Extracted entries —

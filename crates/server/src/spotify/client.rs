//! Spotify Accounts and Web API client implementation.

use std::sync::Arc;

use base64::Engine as _;
use base64::engine::general_purpose::STANDARD as BASE64;
use orgsite_core::{AccessToken, OAuthTokenSet};
use reqwest::header::AUTHORIZATION;
use secrecy::{ExposeSecret, SecretString};
use serde::de::DeserializeOwned;
use tracing::{debug, instrument};
use url::Url;

use super::SpotifyError;
use super::types::ErrorEnvelope;
use crate::config::{MissingConfig, SpotifyConfig};

/// Scopes requested for the web playback SDK.
pub const SCOPES: &str = "streaming user-read-email user-read-private user-read-playback-state user-modify-playback-state";

/// Client for Spotify's Accounts service and Web API.
#[derive(Clone)]
pub struct SpotifyClient {
    inner: Arc<SpotifyClientInner>,
}

struct SpotifyClientInner {
    client: reqwest::Client,
    accounts_base: String,
    api_base: String,
    client_id: Option<String>,
    client_secret: Option<SecretString>,
    redirect_uri: Option<String>,
}

impl SpotifyClient {
    /// Create a new Spotify client sharing `client`'s pool and timeout.
    #[must_use]
    pub fn new(config: &SpotifyConfig, client: reqwest::Client) -> Self {
        Self {
            inner: Arc::new(SpotifyClientInner {
                client,
                accounts_base: config.accounts_base.clone(),
                api_base: config.api_base.clone(),
                client_id: config.client_id.clone(),
                client_secret: config.client_secret.clone(),
                redirect_uri: config.redirect_uri.clone(),
            }),
        }
    }

    /// Whether both app credentials are configured.
    #[must_use]
    pub fn is_configured(&self) -> bool {
        self.inner.client_id.is_some() && self.inner.client_secret.is_some()
    }

    /// Build the consent page URL the browser navigates to.
    ///
    /// # Errors
    ///
    /// Returns [`MissingConfig::SpotifyClientId`] or
    /// [`MissingConfig::SpotifyRedirectUri`] when unset, or a parse error if
    /// the accounts base URL is malformed.
    pub fn authorization_url(&self) -> Result<String, SpotifyError> {
        let client_id = self
            .inner
            .client_id
            .as_deref()
            .ok_or(MissingConfig::SpotifyClientId)?;
        let redirect_uri = self.redirect_uri()?;

        let url = Url::parse_with_params(
            &format!("{}/authorize", self.inner.accounts_base),
            &[
                ("response_type", "code"),
                ("client_id", client_id),
                ("scope", SCOPES),
                ("redirect_uri", redirect_uri),
                ("show_dialog", "true"),
            ],
        )
        .map_err(|e| SpotifyError::Parse(e.to_string()))?;

        Ok(url.into())
    }

    // =========================================================================
    // Token grants
    // =========================================================================

    /// Exchange an authorization code for a token set.
    ///
    /// # Errors
    ///
    /// Returns an error if credentials are missing or Spotify rejects the code.
    #[instrument(skip_all)]
    pub async fn exchange_code(&self, code: &str) -> Result<OAuthTokenSet, SpotifyError> {
        let redirect_uri = self.redirect_uri()?;
        self.token_request(&[
            ("grant_type", "authorization_code"),
            ("code", code),
            ("redirect_uri", redirect_uri),
        ])
        .await
    }

    /// Trade a refresh token for a fresh access token.
    ///
    /// # Errors
    ///
    /// Returns an error if credentials are missing or Spotify rejects the token.
    #[instrument(skip_all)]
    pub async fn refresh_token(&self, refresh_token: &str) -> Result<AccessToken, SpotifyError> {
        self.token_request(&[
            ("grant_type", "refresh_token"),
            ("refresh_token", refresh_token),
        ])
        .await
    }

    /// Obtain an app-only token (no user context).
    ///
    /// # Errors
    ///
    /// Returns an error if credentials are missing or the grant fails.
    #[instrument(skip_all)]
    pub async fn client_credentials(&self) -> Result<AccessToken, SpotifyError> {
        self.token_request(&[("grant_type", "client_credentials")])
            .await
    }

    // =========================================================================
    // Web API
    // =========================================================================

    /// Fetch a playlist with an app-only token, returning Spotify's JSON as is.
    ///
    /// # Errors
    ///
    /// Returns an error if the token grant or the playlist request fails.
    #[instrument(skip(self))]
    pub async fn get_playlist(&self, playlist_id: &str) -> Result<serde_json::Value, SpotifyError> {
        let token = self.client_credentials().await?;
        let url = format!(
            "{}/playlists/{}",
            self.inner.api_base,
            urlencoding::encode(playlist_id)
        );
        debug!(%url, "Spotify GET");

        let response = self
            .inner
            .client
            .get(&url)
            .bearer_auth(&token.access_token)
            .send()
            .await?;

        Self::parse(response).await
    }

    // =========================================================================
    // Transport
    // =========================================================================

    fn redirect_uri(&self) -> Result<&str, MissingConfig> {
        self.inner
            .redirect_uri
            .as_deref()
            .ok_or(MissingConfig::SpotifyRedirectUri)
    }

    fn basic_auth_header(&self) -> Result<String, MissingConfig> {
        let (Some(id), Some(secret)) = (&self.inner.client_id, &self.inner.client_secret) else {
            return Err(MissingConfig::SpotifyCredentials);
        };
        let encoded = BASE64.encode(format!("{id}:{}", secret.expose_secret()));
        Ok(format!("Basic {encoded}"))
    }

    async fn token_request<T: DeserializeOwned>(
        &self,
        form: &[(&str, &str)],
    ) -> Result<T, SpotifyError> {
        let authorization = self.basic_auth_header()?;
        let url = format!("{}/api/token", self.inner.accounts_base);
        debug!(%url, grant_type = form.first().map(|(_, v)| *v), "Spotify token request");

        let response = self
            .inner
            .client
            .post(&url)
            .header(AUTHORIZATION, authorization)
            .form(form)
            .send()
            .await?;

        Self::parse(response).await
    }

    async fn parse<T: DeserializeOwned>(response: reqwest::Response) -> Result<T, SpotifyError> {
        let status = response.status();

        if !status.is_success() {
            let body = response.text().await.unwrap_or_default();
            let message = serde_json::from_str::<ErrorEnvelope>(&body)
                .map_or(body, ErrorEnvelope::into_message);
            return Err(SpotifyError::Api {
                status: status.as_u16(),
                message,
            });
        }

        let body = response.text().await?;
        serde_json::from_str(&body).map_err(|e| SpotifyError::Parse(e.to_string()))
    }
}

#[cfg(test)]
#[allow(clippy::unwrap_used)]
mod tests {
    use super::*;
    use crate::config::test_support::config_with_upstream;

    fn client(config: &SpotifyConfig) -> SpotifyClient {
        SpotifyClient::new(config, reqwest::Client::new())
    }

    #[test]
    fn test_authorization_url() {
        let config = config_with_upstream("http://127.0.0.1:9").spotify;
        let url = Url::parse(&client(&config).authorization_url().unwrap()).unwrap();

        assert_eq!(url.path(), "/accounts/authorize");
        let params: std::collections::HashMap<_, _> = url.query_pairs().into_owned().collect();
        assert_eq!(params["response_type"], "code");
        assert_eq!(params["client_id"], "spotify-client-id");
        assert_eq!(params["scope"], SCOPES);
        assert_eq!(
            params["redirect_uri"],
            "https://club.example.edu/api/spotify/callback"
        );
        assert_eq!(params["show_dialog"], "true");
    }

    #[test]
    fn test_authorization_url_requires_client_id() {
        let mut config = config_with_upstream("http://127.0.0.1:9").spotify;
        config.client_id = None;

        let err = client(&config).authorization_url().unwrap_err();
        assert!(matches!(
            err,
            SpotifyError::NotConfigured(MissingConfig::SpotifyClientId)
        ));
    }

    #[test]
    fn test_basic_auth_header() {
        let config = config_with_upstream("http://127.0.0.1:9").spotify;
        let header = client(&config).basic_auth_header().unwrap();
        assert_eq!(
            header,
            format!("Basic {}", BASE64.encode("spotify-client-id:s3cr3t-Sp0t1fy"))
        );
    }

    #[tokio::test]
    async fn test_refresh_without_secret_makes_no_call() {
        let mut config = config_with_upstream("http://127.0.0.1:9").spotify;
        config.client_secret = None;

        let err = client(&config).refresh_token("AQA_refresh").await.unwrap_err();
        assert!(matches!(
            err,
            SpotifyError::NotConfigured(MissingConfig::SpotifyCredentials)
        ));
    }
}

The problem — Search the records for the word "DeserializeOwned", then list every line that has it.

Exercise answer —
use serde::de::DeserializeOwned;
    async fn token_request<T: DeserializeOwned>(
    async fn parse<T: DeserializeOwned>(response: reqwest::Response) -> Result<T, SpotifyError> {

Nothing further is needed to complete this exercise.